Using Elm instead of React and TypeScript

Recently I republished a post about TypeScript and React. It got me thinking about recent elm experience and how it could be the better choice.

Do you like the React and Redux architecture for your apps? And do you prefer better autocomplete and more type safety provided by TypeScript, but do not like how TypeScript makes you work to tell it all the types?

You might enjoy Elm language after you see what it has to offer.

Elm is a functional language, built to develop user interfaces and the output compiles to JavaScript. Since it's not building directly on top of JavaScript, it can go around most of the JavaScript quirks. It is strongly typed but has great type inference, so you do not have to specify types yourself.

There is also a claim that Elm code has 0 runtime exceptions. From my experience, this is true. The compiler will catch and make you fix those errors before continuing.
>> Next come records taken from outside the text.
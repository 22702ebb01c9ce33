use dashmap::DashMap;
use std::fmt::Debug;
use std::hash::Hash;
use std::sync::Arc;
use tokio::sync::{Mutex, OwnedMutexGuard};

use crate::models::CartId;

type LockTable<K> = Arc<DashMap<K, Arc<Mutex<()>>>>;

/// One async mutex per key that currently has a write in flight. Keyed by
/// cart for selections and by customer for cart creation.
///
/// Entries are dropped again once nobody holds or waits on them, so the
/// table only ever grows with the number of keys being written concurrently.
#[derive(Debug, Clone)]
pub(crate) struct CartLocks<K = CartId>(LockTable<K>)
where
    K: Eq + Hash;

pub(crate) struct CartLockGuard<K = CartId>
where
    K: Eq + Hash,
{
    key: K,
    guard: Option<OwnedMutexGuard<()>>,
    locks: LockTable<K>,
}

impl<K> CartLocks<K>
where
    K: Eq + Hash + Copy + Debug,
{
    pub(crate) fn new() -> Self {
        Self(Arc::new(DashMap::new()))
    }

    #[tracing::instrument(skip(self))]
    pub(crate) async fn lock(&self, key: K) -> CartLockGuard<K> {
        let mutex = Arc::clone(
            self.0
                .entry(key)
                .or_insert_with(|| Arc::new(Mutex::new(())))
                .value(),
        );
        let guard = mutex.lock_owned().await;
        CartLockGuard {
            key,
            guard: Some(guard),
            locks: Arc::clone(&self.0),
        }
    }

    #[cfg(test)]
    pub(crate) fn len(&self) -> usize {
        self.0.len()
    }

    #[cfg(test)]
    pub(crate) fn is_empty(&self) -> bool {
        self.0.is_empty()
    }
}

impl<K> Drop for CartLockGuard<K>
where
    K: Eq + Hash,
{
    fn drop(&mut self) {
        // Release first so the strong count only includes the table and waiters
        drop(self.guard.take());
        self.locks
            .remove_if(&self.key, |_, mutex| Arc::strong_count(mutex) == 1);
    }
}
//! Module loader
//!
//! Parses module source and inspects its top-level declarations. No script
//! code runs here; a parse error comes back as a [`LoadFailure`].

use crate::failure::{LoadFailure, SETUP_HOOK, TEARDOWN_HOOK};
use crate::host::HostBindings;
use crate::module::{DiscoveredTest, ModuleId, ScriptModule};
use interpreter::DEFAULT_MAX_CALL_DEPTH;
use parser::Program;
use std::path::{Path, PathBuf};
use tracing::{debug, warn};

/// Prefix that marks a top-level function as a test
pub const TEST_PREFIX: &str = "test";

/// Turns module source into a [`ScriptModule`] or a [`LoadFailure`]
#[derive(Clone, Default)]
pub struct ModuleLoader {
    host: HostBindings,
    max_call_depth: Option<usize>,
}

impl ModuleLoader {
    /// Loader with default host bindings
    pub fn new() -> Self {
        Self::default()
    }

    /// Use `host` for modules loaded from now on
    pub fn with_host(mut self, host: HostBindings) -> Self {
        self.host = host;
        self
    }

    /// Call depth limit for module interpreters
    pub fn with_max_call_depth(mut self, depth: usize) -> Self {
        self.max_call_depth = Some(depth);
        self
    }

    /// Parse `source` as module `id`
    pub fn load(&self, source: &str, id: ModuleId) -> Result<ScriptModule, LoadFailure> {
        let source_url = id.to_string();
        self.build(source, id, source_url, None)
    }

    /// Read and parse the module file at `path`.
    ///
    /// An unreadable file is an `IoError` load failure. Relative resource
    /// paths resolve against the file's directory.
    pub fn load_file(&self, path: &Path, id: ModuleId) -> Result<ScriptModule, LoadFailure> {
        let source = std::fs::read_to_string(path).map_err(|err| {
            warn!(module = %id, path = %path.display(), error = %err, "module unreadable");
            LoadFailure::io(id.clone(), &err)
        })?;
        let base_dir = path.parent().map(Path::to_path_buf);
        self.build(&source, id, path.display().to_string(), base_dir)
    }

    fn build(
        &self,
        source: &str,
        id: ModuleId,
        source_url: String,
        base_dir: Option<PathBuf>,
    ) -> Result<ScriptModule, LoadFailure> {
        let program = parser::parse_program(source).map_err(|err| {
            let failure = LoadFailure::syntax(id.clone(), &err);
            warn!(module = %id, failure = %failure, "module failed to parse");
            failure
        })?;

        let (tests, has_setup, has_teardown) = discover(&program);
        debug!(
            module = %id,
            tests = tests.len(),
            has_setup,
            has_teardown,
            "module loaded"
        );

        Ok(ScriptModule::new(
            id,
            program,
            source_url,
            base_dir,
            tests,
            (has_setup, has_teardown),
            self.host.clone(),
            self.max_call_depth.unwrap_or(DEFAULT_MAX_CALL_DEPTH),
        ))
    }
}

/// Collect lifecycle hooks and `test*` functions from top-level declarations.
///
/// A repeated test name keeps its first position.
fn discover(program: &Program) -> (Vec<DiscoveredTest>, bool, bool) {
    let mut tests: Vec<DiscoveredTest> = Vec::new();
    let mut has_setup = false;
    let mut has_teardown = false;

    for def in program.function_declarations() {
        let Some(name) = def.name.as_deref() else {
            continue;
        };
        if name == SETUP_HOOK {
            has_setup = true;
        } else if name == TEARDOWN_HOOK {
            has_teardown = true;
        } else if name.starts_with(TEST_PREFIX) && !tests.iter().any(|t| t.name == name) {
            tests.push(DiscoveredTest {
                name: name.to_string(),
                position: def.position,
            });
        }
    }

    (tests, has_setup, has_teardown)
}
It's another language, bringing its ecosystem. Authors have to develop modules in Elm for the developer to import and use them. It does supports interoperation with JavaScript, so one still can use JavaScript code from Elm. But sadly, this is the part where you could still get a runtime error since the Elm compiler doesn't know what is going on in the JavaScript code.

The core idea you see in Redux of having an atomic and immutable state, which updates through actions was inspired by the Elm Architecture . I got that information from The Changelog podcast 187 with Dan Abramov, the author of Redux. In this podcast, he talked about the idea of Redux and how the Elm white paper inspired it.

Also, developers of Elm work with great developer experience in mind. You can see this reflected by the compiler, which tells you what you did wrong, and it will direct you towards fixing the issue. There are even editor tools which know how to use this information to auto-fix the issue.

If you are interested in using Elm, the official webpage has a great guide on getting started. It's of great help even when you build up to more advanced stuff.

While it's easy to switch technology when starting a new project, the biggest issue can be integrating it with an existing app. How to Use Elm at Work is a great short post by Evan Czaplicki, the author of Elm on the topic. It demonstrates how one would start rewriting existing code to Elm, one component at a time.

I was working with Elm for my final thesis, "Assessing the suitability of Elm language for developing web applications" . In this thesis, I am comparing a React project to the same implementation, feature-for-feature, in Elm. Sadly the thesis is available only in the Slovene language.

To conclude with a disclaimer, I do not have experience with Elm in production systems. My knowledge so far is based on personal projects, and writings of others. But I would like to experience a substantial Elm project first-hand.